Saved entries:
*** Block opens ***
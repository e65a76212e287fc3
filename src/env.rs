//! Discrete-grid 2D physics simulator for the swarm shape-formation task.

use crate::config::Config;
use crate::shapes::ShapeMask;
use rand::rngs::StdRng;
use rand::seq::index::sample;
use rand::{Rng, SeedableRng};
use rand_distr::{Distribution, Normal};
use rayon::prelude::*;

const K_DAMP: f32 = 0.1;
const K_CENTER: f32 = 0.05;

/// One neighboring robot's relative state, as consumed by prior operations.
#[derive(Clone, Copy, Debug)]
pub struct Neighbor {
    pub position: (f32, f32),
    pub velocity: (f32, f32),
}

/// Per-robot state snapshot consumed only when a prior policy is installed.
#[derive(Clone, Debug)]
pub struct StateDict {
    pub position: (f32, f32),
    pub velocity: (f32, f32),
    pub target_center: (f32, f32),
    pub neighbors: Vec<Neighbor>,
    pub nearby_cells: Vec<(f32, f32)>,
}

pub struct SwarmEnv {
    pub cfg: Config,
    pub mask: ShapeMask,
    px: Vec<f32>,
    py: Vec<f32>,
    vx: Vec<f32>,
    vy: Vec<f32>,
    rng: StdRng,
}

impl SwarmEnv {
    pub fn new(cfg: Config) -> Result<Self, crate::error::AppError> {
        let mask = ShapeMask::new(&cfg.shape, cfg.grid_size)?;
        let n = cfg.n_robot;
        let mut env = SwarmEnv {
            rng: StdRng::seed_from_u64(cfg.seed),
            cfg,
            mask,
            px: vec![0.0; n],
            py: vec![0.0; n],
            vx: vec![0.0; n],
            vy: vec![0.0; n],
        };
        env.reset();
        Ok(env)
    }

    pub fn n(&self) -> usize {
        self.cfg.n_robot
    }

    pub fn positions(&self) -> Vec<(f32, f32)> {
        self.px.iter().copied().zip(self.py.iter().copied()).collect()
    }

    pub fn velocities(&self) -> Vec<(f32, f32)> {
        self.vx.iter().copied().zip(self.vy.iter().copied()).collect()
    }

    /// Picks N shape cells uniformly at random (with replacement), jitters
    /// positions with Gaussian noise (sigma=2.0), draws velocities from
    /// N(0, 0.1^2). Returns the initial observation matrix.
    pub fn reset(&mut self) -> Vec<Vec<f32>> {
        let cells = self.mask.shape_cells();
        let n = self.cfg.n_robot;
        let pos_noise = Normal::new(0.0f32, 2.0).unwrap();
        let vel_noise = Normal::new(0.0f32, 0.1).unwrap();

        if cells.is_empty() {
            // Invariant in spec: masks always have >=1 cell; guarded defensively.
            let (cx, cy) = (self.cfg.grid_size as f32 / 2.0, self.cfg.grid_size as f32 / 2.0);
            for i in 0..n {
                self.px[i] = cx;
                self.py[i] = cy;
                self.vx[i] = 0.0;
                self.vy[i] = 0.0;
            }
        } else {
            for i in 0..n {
                let idx = self.rng.gen_range(0..cells.len());
                let (cx, cy) = cells[idx];
                self.px[i] = clamp(cx + pos_noise.sample(&mut self.rng), 0.0, self.cfg.grid_size as f32 - 1.0);
                self.py[i] = clamp(cy + pos_noise.sample(&mut self.rng), 0.0, self.cfg.grid_size as f32 - 1.0);
                self.vx[i] = clamp(vel_noise.sample(&mut self.rng), -3.0, 3.0);
                self.vy[i] = clamp(vel_noise.sample(&mut self.rng), -3.0, 3.0);
            }
        }
        self.observe()
    }

    /// Builds the fixed-length observation vector for every robot.
    pub fn observe(&mut self) -> Vec<Vec<f32>> {
        let n = self.cfg.n_robot;
        (0..n).map(|i| self.obs_i(i)).collect()
    }

    fn obs_i(&mut self, i: usize) -> Vec<f32> {
        let g = &self.cfg;
        let (xi, yi) = (self.px[i], self.py[i]);
        let (vxi, vyi) = (self.vx[i], self.vy[i]);

        let mut vec = Vec::with_capacity(g.obs_dim());
        vec.extend_from_slice(&[xi, yi, vxi, vyi, 0.0, 0.0]);

        // Neighbors in ascending squared-distance order, excluding self.
        let max_d2 = (g.r_sense * g.grid_size as f32 / 8.0).powi(2);
        let mut order: Vec<usize> = (0..self.cfg.n_robot).filter(|&j| j != i).collect();
        order.sort_by(|&a, &b| {
            let da = sq_dist(self.px[a] - xi, self.py[a] - yi);
            let db = sq_dist(self.px[b] - xi, self.py[b] - yi);
            da.partial_cmp(&db).unwrap()
        });

        let mut neigh = Vec::with_capacity(4 * g.n_hn);
        for &j in &order {
            if neigh.len() >= 4 * g.n_hn {
                break;
            }
            let d2 = sq_dist(self.px[j] - xi, self.py[j] - yi);
            if d2 <= max_d2 {
                neigh.push(self.px[j] - xi);
                neigh.push(self.py[j] - yi);
                neigh.push(self.vx[j] - vxi);
                neigh.push(self.vy[j] - vyi);
            }
        }
        neigh.resize(4 * g.n_hn, 0.0);
        vec.extend_from_slice(&neigh);

        // Target cell: one uniformly-random shape-cell position, relative.
        let cells = self.mask.shape_cells();
        if cells.is_empty() {
            vec.extend_from_slice(&[0.0, 0.0]);
        } else {
            let k = self.rng.gen_range(0..cells.len());
            vec.push(cells[k].0 - xi);
            vec.push(cells[k].1 - yi);
        }

        // Nearby cells: min(n_hc, |shape cells|) uniformly-random without replacement.
        let k2 = g.n_hc.min(cells.len());
        let mut unocc = Vec::with_capacity(2 * g.n_hc);
        if k2 > 0 {
            let sel = sample(&mut self.rng, cells.len(), k2);
            for idx in sel.iter() {
                unocc.push(cells[idx].0 - xi);
                unocc.push(cells[idx].1 - yi);
            }
        }
        unocc.resize(2 * g.n_hc, 0.0);
        vec.extend_from_slice(&unocc);

        vec
    }

    /// Advances physics by one step given an NÃ—2 action matrix clipped to
    /// `[-1,1]`. Returns the new observation and the list of colliding pairs.
    pub fn step(&mut self, actions: &[(f32, f32)]) -> (Vec<Vec<f32>>, Vec<(usize, usize)>) {
        let n = self.cfg.n_robot;
        let g = self.cfg.grid_size as f32;
        let center = (g / 2.0, g / 2.0);
        let dt = self.cfg.dt;

        self.px
            .par_iter_mut()
            .zip(self.py.par_iter_mut())
            .zip(self.vx.par_iter_mut())
            .zip(self.vy.par_iter_mut())
            .zip(actions.par_iter())
            .for_each(|((((px, py), vx), vy), action)| {
                let fa = (clamp(action.0, -1.0, 1.0), clamp(action.1, -1.0, 1.0));
                let fb = (
                    -K_DAMP * *vx + K_CENTER * (center.0 - *px),
                    -K_DAMP * *vy + K_CENTER * (center.1 - *py),
                );
                *vx = clamp(*vx + (fa.0 + fb.0) * dt, -3.0, 3.0);
                *vy = clamp(*vy + (fa.1 + fb.1) * dt, -3.0, 3.0);
                *px = clamp(*px + *vx * dt, 0.0, g - 1.0);
                *py = clamp(*py + *vy * dt, 0.0, g - 1.0);
            });

        // Collision pass: sequential because a colliding pair mutates both
        // indices' velocities in place.
        let mut pairs = Vec::new();
        let thr = (2.0 * self.cfg.r_avoid * g / 16.0).max(1.0);
        for i in 0..n {
            for j in (i + 1)..n {
                let dx = self.px[i] - self.px[j];
                let dy = self.py[i] - self.py[j];
                let d = (dx * dx + dy * dy).sqrt();
                if d < thr {
                    pairs.push((i, j));
                    let inv = 1.0 / (d + 1e-6);
                    let (ux, uy) = (dx * inv, dy * inv);
                    self.vx[i] += ux * 0.2;
                    self.vy[i] += uy * 0.2;
                    self.vx[j] -= ux * 0.2;
                    self.vy[j] -= uy * 0.2;
                }
            }
        }

        let obs = self.observe();
        (obs, pairs)
    }

    /// Per-robot state snapshots consumed by prior operations; only built
    /// when a prior policy is installed.
    pub fn state_dicts(&self) -> Vec<StateDict> {
        let n = self.cfg.n_robot;
        let g = &self.cfg;
        let target_center = self.mask.centroid();
        let max_d2 = (g.r_sense * g.grid_size as f32 / 8.0).powi(2);
        let cells = self.mask.shape_cells();
        let occ_thr = (g.r_avoid * g.grid_size as f32 / 4.0).max(1.0);

        (0..n)
            .map(|i| {
                let (xi, yi) = (self.px[i], self.py[i]);
                let mut neighbor_idx: Vec<usize> = (0..n).filter(|&j| j != i).collect();
                neighbor_idx.sort_by(|&a, &b| {
                    let da = sq_dist(self.px[a] - xi, self.py[a] - yi);
                    let db = sq_dist(self.px[b] - xi, self.py[b] - yi);
                    da.partial_cmp(&db).unwrap()
                });
                let neighbors: Vec<Neighbor> = neighbor_idx
                    .into_iter()
                    .filter(|&j| sq_dist(self.px[j] - xi, self.py[j] - yi) <= max_d2)
                    .take(g.n_hn)
                    .map(|j| Neighbor {
                        position: (self.px[j], self.py[j]),
                        velocity: (self.vx[j], self.vy[j]),
                    })
                    .collect();

                let nearby_cells: Vec<(f32, f32)> = cells
                    .iter()
                    .filter(|&&(cx, cy)| {
                        let d = ((cx - xi).powi(2) + (cy - yi).powi(2)).sqrt();
                        d < (g.grid_size as f32) / 4.0
                    })
                    .filter(|&&(cx, cy)| {
                        // "unoccupied": no robot currently within occ_thr of this cell.
                        !(0..n).any(|k| {
                            ((self.px[k] - cx).powi(2) + (self.py[k] - cy).powi(2)).sqrt() < occ_thr
                        })
                    })
                    .take(g.n_hc)
                    .copied()
                    .collect();

                StateDict {
                    position: (xi, yi),
                    velocity: (self.vx[i], self.vy[i]),
                    target_center,
                    neighbors,
                    nearby_cells,
                }
            })
            .collect()
    }
}

#[inline]
fn clamp(v: f32, lo: f32, hi: f32) -> f32 {
    v.max(lo).min(hi)
}

#[inline]
fn sq_dist(dx: f32, dy: f32) -> f32 {
    dx * dx + dy * dy
}

#[cfg(test)]
mod tests {
    use super::*;

    fn cfg() -> Config {
        Config {
            n_robot: 10,
            grid_size: 32,
            ..Config::default()
        }
    }

    #[test]
    fn reset_keeps_positions_and_velocities_in_bounds() {
        let env = SwarmEnv::new(cfg()).unwrap();
        let g = env.cfg.grid_size as f32;
        for (x, y) in env.positions() {
            assert!((0.0..=g - 1.0).contains(&x));
            assert!((0.0..=g - 1.0).contains(&y));
        }
    }

    #[test]
    fn observation_vectors_have_exact_length() {
        let mut env = SwarmEnv::new(cfg()).unwrap();
        let obs = env.observe();
        let expected = env.cfg.obs_dim();
        for row in obs {
            assert_eq!(row.len(), expected);
        }
    }

    #[test]
    fn step_keeps_state_in_bounds() {
        let mut env = SwarmEnv::new(cfg()).unwrap();
        let actions = vec![(1.0, -1.0); env.n()];
        for _ in 0..50 {
            let (_, _pairs) = env.step(&actions);
        }
        let g = env.cfg.grid_size as f32;
        for (x, y) in env.positions() {
            assert!((0.0..=g - 1.0).contains(&x));
            assert!((0.0..=g - 1.0).contains(&y));
        }
        for (vx, vy) in env.velocities() {
            assert!((-3.0..=3.0).contains(&vx));
            assert!((-3.0..=3.0).contains(&vy));
        }
    }

    #[test]
    fn determinism_under_seed() {
        let mut a = SwarmEnv::new(cfg()).unwrap();
        let mut b = SwarmEnv::new(cfg()).unwrap();
        assert_eq!(a.positions(), b.positions());
        let actions = vec![(0.3, -0.2); a.n()];
        let (_, pa) = a.step(&actions);
        let (_, pb) = b.step(&actions);
        assert_eq!(a.positions(), b.positions());
        assert_eq!(pa, pb);
    }
}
*** Block closes ***
> _Exercise brief_
Copy out the lines above with "collect" in them.

> _Solution_
        self.px.iter().copied().zip(self.py.iter().copied()).collect()
        self.vx.iter().copied().zip(self.vy.iter().copied()).collect()
        (0..n).map(|i| self.obs_i(i)).collect()
        let mut order: Vec<usize> = (0..self.cfg.n_robot).filter(|&j| j != i).collect();
                let mut neighbor_idx: Vec<usize> = (0..n).filter(|&j| j != i).collect();
                    .collect();
                    .collect();
            .collect()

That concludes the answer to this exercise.